• _Task requirements_: Please give the number of lines in the entries below that hold "reqwest", with no other words.

• _Source information_:
#####
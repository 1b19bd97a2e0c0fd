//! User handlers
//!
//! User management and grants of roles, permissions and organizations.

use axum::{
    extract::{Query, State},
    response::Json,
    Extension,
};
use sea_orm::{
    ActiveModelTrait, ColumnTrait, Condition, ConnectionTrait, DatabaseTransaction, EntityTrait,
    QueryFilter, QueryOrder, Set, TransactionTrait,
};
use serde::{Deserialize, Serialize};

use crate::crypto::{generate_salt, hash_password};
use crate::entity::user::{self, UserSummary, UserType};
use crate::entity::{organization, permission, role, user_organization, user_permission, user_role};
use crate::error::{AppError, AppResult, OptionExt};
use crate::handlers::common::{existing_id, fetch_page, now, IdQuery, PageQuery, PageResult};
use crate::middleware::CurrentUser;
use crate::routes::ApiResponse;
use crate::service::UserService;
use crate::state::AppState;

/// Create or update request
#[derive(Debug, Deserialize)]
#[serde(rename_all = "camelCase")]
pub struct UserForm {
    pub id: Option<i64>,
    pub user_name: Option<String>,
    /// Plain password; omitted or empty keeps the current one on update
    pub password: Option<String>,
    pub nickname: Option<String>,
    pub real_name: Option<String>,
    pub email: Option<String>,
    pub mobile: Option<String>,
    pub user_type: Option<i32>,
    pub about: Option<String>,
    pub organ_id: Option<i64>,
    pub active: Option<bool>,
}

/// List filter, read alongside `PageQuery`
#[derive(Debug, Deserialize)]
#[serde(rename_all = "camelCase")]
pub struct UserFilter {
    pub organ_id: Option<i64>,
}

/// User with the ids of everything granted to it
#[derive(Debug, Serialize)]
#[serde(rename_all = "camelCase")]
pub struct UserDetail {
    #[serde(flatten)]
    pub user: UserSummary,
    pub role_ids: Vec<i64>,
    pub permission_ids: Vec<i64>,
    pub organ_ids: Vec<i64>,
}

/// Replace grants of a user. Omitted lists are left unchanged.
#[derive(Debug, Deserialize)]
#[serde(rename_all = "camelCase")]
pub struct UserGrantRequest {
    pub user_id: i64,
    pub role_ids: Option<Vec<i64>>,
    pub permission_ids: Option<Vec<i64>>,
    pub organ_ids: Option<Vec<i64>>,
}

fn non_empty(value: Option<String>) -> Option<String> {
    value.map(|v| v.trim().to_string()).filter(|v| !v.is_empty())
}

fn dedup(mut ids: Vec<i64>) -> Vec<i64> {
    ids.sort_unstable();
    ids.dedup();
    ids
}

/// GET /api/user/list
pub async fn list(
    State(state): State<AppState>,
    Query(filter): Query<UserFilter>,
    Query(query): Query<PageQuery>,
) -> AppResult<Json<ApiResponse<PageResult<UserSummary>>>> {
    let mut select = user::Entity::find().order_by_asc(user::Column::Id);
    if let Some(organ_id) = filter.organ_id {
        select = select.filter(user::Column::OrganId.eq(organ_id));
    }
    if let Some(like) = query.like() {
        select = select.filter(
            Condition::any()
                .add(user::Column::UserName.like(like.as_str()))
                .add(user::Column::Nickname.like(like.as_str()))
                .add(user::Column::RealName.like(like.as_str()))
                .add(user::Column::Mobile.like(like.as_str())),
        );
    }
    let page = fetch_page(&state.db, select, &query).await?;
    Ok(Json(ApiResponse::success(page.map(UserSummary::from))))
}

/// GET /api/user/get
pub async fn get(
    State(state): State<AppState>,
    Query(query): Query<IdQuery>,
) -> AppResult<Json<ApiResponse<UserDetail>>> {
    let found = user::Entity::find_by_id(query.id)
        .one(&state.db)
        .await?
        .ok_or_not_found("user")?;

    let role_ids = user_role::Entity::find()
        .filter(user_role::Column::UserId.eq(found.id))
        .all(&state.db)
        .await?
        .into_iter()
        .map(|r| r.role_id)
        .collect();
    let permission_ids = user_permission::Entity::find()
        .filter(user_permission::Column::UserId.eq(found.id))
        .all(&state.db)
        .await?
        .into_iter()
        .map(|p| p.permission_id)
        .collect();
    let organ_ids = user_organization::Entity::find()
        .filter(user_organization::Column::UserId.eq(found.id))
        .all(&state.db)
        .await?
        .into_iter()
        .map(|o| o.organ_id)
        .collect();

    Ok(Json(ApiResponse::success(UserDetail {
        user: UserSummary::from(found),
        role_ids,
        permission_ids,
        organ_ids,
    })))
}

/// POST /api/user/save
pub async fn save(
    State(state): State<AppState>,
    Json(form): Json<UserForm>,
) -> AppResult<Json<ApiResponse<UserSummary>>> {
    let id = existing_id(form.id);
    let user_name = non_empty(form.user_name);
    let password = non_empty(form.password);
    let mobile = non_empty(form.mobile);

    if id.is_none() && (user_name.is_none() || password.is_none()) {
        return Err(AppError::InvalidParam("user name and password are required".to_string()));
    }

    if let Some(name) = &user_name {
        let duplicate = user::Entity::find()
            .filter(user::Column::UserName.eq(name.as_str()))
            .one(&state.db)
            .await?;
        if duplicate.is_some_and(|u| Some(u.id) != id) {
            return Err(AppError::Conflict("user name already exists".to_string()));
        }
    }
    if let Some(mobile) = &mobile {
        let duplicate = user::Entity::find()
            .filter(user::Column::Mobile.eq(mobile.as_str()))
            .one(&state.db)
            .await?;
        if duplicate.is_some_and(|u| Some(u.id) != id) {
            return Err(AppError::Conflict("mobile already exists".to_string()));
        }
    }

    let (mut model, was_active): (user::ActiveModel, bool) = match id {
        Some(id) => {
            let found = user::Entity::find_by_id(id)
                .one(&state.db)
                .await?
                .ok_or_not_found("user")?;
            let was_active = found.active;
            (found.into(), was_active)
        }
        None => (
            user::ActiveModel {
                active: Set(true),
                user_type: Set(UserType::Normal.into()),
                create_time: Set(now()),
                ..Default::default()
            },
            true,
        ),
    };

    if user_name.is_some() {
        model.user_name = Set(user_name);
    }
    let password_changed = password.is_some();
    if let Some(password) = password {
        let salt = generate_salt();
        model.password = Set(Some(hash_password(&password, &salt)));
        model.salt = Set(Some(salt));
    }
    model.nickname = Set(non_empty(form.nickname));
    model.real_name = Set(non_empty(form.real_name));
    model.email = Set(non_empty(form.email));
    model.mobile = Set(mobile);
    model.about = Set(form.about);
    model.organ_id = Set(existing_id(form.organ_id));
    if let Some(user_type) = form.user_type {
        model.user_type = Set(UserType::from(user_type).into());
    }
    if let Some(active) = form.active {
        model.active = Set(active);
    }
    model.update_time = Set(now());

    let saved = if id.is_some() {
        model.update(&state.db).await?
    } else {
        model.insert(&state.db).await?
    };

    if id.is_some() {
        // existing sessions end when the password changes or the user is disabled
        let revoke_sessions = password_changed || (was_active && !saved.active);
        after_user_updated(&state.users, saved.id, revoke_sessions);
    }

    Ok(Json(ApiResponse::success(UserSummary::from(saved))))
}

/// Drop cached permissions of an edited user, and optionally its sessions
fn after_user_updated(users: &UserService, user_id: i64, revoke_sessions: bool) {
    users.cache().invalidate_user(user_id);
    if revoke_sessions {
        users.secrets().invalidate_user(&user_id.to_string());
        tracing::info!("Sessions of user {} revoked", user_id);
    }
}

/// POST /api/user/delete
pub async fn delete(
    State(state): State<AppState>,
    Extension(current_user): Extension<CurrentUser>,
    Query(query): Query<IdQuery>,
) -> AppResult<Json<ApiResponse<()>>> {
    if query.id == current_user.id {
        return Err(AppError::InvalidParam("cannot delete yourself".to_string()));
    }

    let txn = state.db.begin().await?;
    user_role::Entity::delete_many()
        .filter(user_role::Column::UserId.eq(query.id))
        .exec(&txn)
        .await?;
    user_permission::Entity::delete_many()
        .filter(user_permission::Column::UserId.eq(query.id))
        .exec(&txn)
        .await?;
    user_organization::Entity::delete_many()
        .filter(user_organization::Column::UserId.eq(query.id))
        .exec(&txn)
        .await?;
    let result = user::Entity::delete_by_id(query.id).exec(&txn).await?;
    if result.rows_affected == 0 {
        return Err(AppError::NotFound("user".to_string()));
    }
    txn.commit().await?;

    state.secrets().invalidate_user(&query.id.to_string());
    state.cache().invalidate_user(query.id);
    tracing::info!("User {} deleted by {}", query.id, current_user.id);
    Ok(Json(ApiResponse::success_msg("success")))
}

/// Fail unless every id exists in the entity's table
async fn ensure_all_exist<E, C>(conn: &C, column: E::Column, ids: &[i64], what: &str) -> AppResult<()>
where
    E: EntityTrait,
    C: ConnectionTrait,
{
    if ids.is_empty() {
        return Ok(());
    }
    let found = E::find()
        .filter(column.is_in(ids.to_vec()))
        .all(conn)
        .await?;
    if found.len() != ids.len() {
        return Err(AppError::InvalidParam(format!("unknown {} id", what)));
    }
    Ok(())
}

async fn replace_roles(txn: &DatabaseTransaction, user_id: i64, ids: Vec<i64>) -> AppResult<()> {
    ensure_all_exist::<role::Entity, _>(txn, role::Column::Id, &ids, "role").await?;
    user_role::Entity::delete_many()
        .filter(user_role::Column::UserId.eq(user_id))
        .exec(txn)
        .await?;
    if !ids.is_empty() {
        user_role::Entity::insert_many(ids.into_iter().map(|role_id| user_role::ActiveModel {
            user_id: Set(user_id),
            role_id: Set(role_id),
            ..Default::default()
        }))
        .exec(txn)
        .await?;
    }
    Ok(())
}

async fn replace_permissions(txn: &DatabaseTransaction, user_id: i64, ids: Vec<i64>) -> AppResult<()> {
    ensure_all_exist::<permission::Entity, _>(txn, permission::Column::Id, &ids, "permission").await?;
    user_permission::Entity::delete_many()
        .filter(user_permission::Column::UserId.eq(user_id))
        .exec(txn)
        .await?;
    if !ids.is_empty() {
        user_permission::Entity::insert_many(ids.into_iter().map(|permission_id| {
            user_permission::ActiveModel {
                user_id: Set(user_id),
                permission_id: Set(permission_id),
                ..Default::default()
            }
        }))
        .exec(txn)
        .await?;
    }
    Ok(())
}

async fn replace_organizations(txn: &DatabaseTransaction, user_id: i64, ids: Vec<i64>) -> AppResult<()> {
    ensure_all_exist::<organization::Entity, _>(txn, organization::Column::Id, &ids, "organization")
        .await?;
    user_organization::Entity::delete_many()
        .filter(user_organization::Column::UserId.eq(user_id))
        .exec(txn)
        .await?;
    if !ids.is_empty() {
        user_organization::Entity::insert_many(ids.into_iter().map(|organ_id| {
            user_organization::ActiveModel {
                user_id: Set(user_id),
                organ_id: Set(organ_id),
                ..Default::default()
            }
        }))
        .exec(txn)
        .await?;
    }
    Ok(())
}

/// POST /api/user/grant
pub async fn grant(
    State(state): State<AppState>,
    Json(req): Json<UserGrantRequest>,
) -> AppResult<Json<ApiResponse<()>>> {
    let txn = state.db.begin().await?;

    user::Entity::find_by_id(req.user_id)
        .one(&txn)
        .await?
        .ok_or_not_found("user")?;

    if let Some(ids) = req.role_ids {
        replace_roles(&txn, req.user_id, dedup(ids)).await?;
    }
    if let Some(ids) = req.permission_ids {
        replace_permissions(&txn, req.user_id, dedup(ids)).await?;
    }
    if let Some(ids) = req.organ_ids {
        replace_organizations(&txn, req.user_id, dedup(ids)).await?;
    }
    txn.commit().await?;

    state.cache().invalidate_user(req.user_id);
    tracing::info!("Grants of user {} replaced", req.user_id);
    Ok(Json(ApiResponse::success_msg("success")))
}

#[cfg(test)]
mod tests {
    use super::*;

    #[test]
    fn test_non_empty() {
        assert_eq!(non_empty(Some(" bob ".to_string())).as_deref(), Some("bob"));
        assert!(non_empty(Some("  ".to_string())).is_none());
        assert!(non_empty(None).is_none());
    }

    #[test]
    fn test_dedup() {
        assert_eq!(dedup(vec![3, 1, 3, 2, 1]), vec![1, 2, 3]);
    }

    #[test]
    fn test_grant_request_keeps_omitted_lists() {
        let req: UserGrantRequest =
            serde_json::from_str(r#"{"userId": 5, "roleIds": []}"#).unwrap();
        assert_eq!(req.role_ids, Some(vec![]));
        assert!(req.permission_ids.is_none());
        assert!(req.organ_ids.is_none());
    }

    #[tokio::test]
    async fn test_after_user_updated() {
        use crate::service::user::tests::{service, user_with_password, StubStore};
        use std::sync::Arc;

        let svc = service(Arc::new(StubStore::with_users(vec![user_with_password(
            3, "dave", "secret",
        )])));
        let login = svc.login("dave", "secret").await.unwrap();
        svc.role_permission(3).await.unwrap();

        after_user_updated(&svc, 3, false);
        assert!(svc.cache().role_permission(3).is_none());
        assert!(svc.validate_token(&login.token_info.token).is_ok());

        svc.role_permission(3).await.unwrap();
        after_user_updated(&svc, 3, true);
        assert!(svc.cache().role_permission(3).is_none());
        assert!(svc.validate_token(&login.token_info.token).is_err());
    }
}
#####
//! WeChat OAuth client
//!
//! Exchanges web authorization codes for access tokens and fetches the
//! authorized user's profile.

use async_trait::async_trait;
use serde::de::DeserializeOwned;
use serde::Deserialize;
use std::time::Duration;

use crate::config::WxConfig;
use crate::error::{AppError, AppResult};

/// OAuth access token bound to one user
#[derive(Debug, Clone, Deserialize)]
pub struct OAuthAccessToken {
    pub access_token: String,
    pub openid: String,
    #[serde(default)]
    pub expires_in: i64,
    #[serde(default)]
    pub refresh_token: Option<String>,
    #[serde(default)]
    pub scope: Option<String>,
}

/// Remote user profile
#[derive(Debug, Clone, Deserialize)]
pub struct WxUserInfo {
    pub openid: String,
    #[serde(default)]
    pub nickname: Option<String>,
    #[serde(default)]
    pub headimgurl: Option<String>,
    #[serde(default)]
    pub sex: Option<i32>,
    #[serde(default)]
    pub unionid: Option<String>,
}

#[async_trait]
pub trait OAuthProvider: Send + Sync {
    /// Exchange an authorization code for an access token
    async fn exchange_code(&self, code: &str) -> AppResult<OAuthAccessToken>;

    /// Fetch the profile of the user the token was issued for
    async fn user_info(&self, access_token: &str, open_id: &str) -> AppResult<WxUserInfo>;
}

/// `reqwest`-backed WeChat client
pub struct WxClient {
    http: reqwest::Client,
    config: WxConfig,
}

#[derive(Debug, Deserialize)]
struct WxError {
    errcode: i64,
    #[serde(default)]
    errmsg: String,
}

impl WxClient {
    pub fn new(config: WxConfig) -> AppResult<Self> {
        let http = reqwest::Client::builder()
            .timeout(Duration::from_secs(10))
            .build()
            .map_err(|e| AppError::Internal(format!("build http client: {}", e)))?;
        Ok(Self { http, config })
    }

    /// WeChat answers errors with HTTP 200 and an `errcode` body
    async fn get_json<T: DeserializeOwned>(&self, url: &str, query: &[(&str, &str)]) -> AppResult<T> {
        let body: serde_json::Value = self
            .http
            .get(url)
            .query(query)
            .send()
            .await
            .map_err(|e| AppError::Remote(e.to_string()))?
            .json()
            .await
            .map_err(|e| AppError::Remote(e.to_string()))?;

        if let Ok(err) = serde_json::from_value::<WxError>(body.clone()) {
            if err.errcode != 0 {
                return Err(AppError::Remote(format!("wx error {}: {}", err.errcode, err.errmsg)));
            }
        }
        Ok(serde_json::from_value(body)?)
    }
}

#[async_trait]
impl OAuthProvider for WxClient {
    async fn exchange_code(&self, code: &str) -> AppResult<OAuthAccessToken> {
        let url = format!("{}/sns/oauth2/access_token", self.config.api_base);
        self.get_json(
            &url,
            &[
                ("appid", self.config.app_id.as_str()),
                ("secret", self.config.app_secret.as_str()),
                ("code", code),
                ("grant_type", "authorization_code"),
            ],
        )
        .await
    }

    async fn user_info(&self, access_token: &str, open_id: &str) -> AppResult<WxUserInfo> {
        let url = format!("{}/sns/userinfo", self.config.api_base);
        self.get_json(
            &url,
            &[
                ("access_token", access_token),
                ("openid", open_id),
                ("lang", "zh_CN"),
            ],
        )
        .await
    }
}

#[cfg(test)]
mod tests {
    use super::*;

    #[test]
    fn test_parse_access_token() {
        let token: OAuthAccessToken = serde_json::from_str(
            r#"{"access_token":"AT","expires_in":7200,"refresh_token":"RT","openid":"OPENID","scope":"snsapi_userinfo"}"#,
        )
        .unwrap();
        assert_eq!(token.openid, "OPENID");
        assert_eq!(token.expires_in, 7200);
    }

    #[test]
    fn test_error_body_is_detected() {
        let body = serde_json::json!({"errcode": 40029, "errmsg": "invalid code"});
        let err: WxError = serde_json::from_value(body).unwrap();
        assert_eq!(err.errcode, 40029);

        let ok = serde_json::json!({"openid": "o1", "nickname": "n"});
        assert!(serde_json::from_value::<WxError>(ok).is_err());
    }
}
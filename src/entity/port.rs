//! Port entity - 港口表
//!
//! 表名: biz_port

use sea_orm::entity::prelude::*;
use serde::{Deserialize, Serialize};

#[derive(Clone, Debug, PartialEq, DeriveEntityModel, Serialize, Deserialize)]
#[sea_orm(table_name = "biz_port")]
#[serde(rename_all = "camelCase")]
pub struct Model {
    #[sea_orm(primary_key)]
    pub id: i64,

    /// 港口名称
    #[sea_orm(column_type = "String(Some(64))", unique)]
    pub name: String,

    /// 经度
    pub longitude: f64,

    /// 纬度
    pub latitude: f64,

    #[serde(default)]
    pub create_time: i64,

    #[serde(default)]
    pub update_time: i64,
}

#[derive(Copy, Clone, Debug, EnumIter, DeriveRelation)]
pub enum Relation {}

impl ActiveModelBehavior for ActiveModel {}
#####
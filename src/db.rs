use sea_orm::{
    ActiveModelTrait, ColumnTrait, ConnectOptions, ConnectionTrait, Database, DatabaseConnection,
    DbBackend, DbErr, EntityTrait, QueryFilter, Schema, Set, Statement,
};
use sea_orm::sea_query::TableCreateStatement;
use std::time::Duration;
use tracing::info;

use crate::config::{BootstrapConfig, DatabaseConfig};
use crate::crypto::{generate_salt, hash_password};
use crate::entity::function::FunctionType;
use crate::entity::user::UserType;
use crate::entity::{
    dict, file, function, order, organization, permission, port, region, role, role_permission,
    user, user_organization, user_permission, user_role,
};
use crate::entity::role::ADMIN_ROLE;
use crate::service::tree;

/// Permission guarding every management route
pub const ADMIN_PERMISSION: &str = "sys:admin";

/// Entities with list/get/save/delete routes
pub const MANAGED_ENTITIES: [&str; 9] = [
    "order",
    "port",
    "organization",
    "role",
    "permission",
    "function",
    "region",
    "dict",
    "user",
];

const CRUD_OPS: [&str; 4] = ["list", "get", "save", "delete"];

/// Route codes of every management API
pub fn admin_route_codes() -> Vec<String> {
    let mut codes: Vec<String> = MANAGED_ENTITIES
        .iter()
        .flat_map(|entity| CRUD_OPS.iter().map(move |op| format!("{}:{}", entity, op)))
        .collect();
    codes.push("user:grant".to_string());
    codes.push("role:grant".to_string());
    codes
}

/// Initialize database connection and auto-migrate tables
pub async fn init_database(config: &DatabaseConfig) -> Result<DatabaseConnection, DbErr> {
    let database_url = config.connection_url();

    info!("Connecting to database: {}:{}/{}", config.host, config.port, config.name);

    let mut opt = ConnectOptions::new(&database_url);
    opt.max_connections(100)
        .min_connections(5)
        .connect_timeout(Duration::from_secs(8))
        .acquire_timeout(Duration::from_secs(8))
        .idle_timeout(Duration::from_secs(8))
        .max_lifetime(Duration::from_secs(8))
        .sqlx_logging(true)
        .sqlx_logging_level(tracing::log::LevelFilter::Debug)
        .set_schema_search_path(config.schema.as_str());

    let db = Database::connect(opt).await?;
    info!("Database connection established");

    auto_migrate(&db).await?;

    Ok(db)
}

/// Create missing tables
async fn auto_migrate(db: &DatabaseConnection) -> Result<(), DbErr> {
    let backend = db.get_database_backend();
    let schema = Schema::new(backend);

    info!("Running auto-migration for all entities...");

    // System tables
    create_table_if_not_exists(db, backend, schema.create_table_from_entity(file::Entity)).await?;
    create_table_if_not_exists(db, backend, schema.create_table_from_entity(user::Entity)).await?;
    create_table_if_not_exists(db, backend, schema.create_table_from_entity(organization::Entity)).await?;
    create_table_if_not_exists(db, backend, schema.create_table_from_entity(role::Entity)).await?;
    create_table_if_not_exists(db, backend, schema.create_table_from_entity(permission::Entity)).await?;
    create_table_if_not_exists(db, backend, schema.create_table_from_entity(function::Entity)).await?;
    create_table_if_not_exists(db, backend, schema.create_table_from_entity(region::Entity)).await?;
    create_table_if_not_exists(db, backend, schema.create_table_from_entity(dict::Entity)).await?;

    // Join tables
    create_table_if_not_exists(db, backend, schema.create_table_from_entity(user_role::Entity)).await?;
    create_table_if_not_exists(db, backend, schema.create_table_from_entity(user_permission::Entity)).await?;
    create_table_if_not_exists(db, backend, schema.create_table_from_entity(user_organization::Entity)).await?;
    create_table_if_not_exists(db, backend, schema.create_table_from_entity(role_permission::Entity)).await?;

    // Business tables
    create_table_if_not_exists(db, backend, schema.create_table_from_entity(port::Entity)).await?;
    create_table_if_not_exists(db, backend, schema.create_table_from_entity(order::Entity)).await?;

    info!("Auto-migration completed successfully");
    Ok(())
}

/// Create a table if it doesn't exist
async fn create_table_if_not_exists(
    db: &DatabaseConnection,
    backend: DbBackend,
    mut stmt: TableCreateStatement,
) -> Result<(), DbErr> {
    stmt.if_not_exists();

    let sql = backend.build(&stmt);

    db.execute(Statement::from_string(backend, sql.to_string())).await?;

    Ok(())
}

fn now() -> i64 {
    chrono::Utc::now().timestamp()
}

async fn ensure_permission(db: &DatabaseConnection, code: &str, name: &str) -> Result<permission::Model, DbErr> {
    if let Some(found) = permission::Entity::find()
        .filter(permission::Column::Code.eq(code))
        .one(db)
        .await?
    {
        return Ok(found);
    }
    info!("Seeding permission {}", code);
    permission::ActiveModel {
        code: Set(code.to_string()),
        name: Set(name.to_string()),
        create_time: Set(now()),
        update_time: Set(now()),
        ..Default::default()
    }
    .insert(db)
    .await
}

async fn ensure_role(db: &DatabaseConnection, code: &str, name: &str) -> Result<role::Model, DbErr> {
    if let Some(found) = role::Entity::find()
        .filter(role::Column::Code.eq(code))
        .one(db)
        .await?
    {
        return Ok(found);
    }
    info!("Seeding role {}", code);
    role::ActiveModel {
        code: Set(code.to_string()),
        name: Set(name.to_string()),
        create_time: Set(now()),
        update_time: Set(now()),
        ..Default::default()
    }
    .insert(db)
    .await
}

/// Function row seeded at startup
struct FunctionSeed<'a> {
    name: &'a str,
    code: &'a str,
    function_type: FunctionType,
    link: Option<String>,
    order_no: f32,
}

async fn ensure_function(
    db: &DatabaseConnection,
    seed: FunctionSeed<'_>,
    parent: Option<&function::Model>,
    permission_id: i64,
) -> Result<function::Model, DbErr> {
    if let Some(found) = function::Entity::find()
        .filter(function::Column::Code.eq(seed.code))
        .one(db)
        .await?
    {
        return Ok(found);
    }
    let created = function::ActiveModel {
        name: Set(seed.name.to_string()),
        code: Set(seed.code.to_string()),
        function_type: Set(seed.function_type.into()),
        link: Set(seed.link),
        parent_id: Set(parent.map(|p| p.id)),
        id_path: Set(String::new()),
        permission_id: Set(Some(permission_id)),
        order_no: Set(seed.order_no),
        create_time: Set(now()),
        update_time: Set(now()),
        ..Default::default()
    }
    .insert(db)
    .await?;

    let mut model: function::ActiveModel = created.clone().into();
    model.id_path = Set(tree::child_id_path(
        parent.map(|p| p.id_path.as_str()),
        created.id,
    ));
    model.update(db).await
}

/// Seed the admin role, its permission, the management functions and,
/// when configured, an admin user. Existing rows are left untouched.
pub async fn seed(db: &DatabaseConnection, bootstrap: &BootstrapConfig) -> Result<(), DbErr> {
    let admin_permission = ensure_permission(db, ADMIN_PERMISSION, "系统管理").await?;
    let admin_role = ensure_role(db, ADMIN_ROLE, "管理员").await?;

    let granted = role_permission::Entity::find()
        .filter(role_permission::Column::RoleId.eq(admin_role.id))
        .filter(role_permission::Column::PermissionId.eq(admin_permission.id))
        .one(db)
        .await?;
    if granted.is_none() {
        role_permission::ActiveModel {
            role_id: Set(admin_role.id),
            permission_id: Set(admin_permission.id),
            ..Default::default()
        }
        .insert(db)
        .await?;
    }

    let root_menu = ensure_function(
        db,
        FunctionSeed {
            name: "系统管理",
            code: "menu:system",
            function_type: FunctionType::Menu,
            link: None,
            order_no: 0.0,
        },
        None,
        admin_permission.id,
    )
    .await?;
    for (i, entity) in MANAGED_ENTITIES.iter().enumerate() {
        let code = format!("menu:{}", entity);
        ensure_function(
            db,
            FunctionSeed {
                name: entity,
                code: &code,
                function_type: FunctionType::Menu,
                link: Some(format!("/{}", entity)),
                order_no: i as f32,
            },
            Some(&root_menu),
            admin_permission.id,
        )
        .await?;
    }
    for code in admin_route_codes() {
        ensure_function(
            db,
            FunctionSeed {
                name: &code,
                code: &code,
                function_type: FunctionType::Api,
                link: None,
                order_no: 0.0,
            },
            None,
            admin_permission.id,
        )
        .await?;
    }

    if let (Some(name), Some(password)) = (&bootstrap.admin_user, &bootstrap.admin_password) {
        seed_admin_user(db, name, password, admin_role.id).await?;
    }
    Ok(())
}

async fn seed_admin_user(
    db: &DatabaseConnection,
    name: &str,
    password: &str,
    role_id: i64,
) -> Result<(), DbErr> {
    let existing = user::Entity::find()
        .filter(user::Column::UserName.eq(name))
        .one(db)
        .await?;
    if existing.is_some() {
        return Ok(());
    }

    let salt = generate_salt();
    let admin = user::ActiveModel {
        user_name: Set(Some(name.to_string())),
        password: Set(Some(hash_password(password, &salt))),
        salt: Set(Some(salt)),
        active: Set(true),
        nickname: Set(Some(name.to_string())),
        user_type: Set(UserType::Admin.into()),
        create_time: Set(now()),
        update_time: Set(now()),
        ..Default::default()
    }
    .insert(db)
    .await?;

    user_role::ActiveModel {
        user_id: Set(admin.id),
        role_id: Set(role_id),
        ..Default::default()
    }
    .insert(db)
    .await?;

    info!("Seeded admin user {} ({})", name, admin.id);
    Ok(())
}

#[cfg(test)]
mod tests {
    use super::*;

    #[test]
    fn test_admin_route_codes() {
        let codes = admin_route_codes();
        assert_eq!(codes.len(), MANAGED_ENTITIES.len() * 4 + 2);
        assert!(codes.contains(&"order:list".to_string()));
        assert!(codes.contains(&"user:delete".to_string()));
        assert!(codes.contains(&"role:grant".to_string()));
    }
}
#####
• _Your response_: 3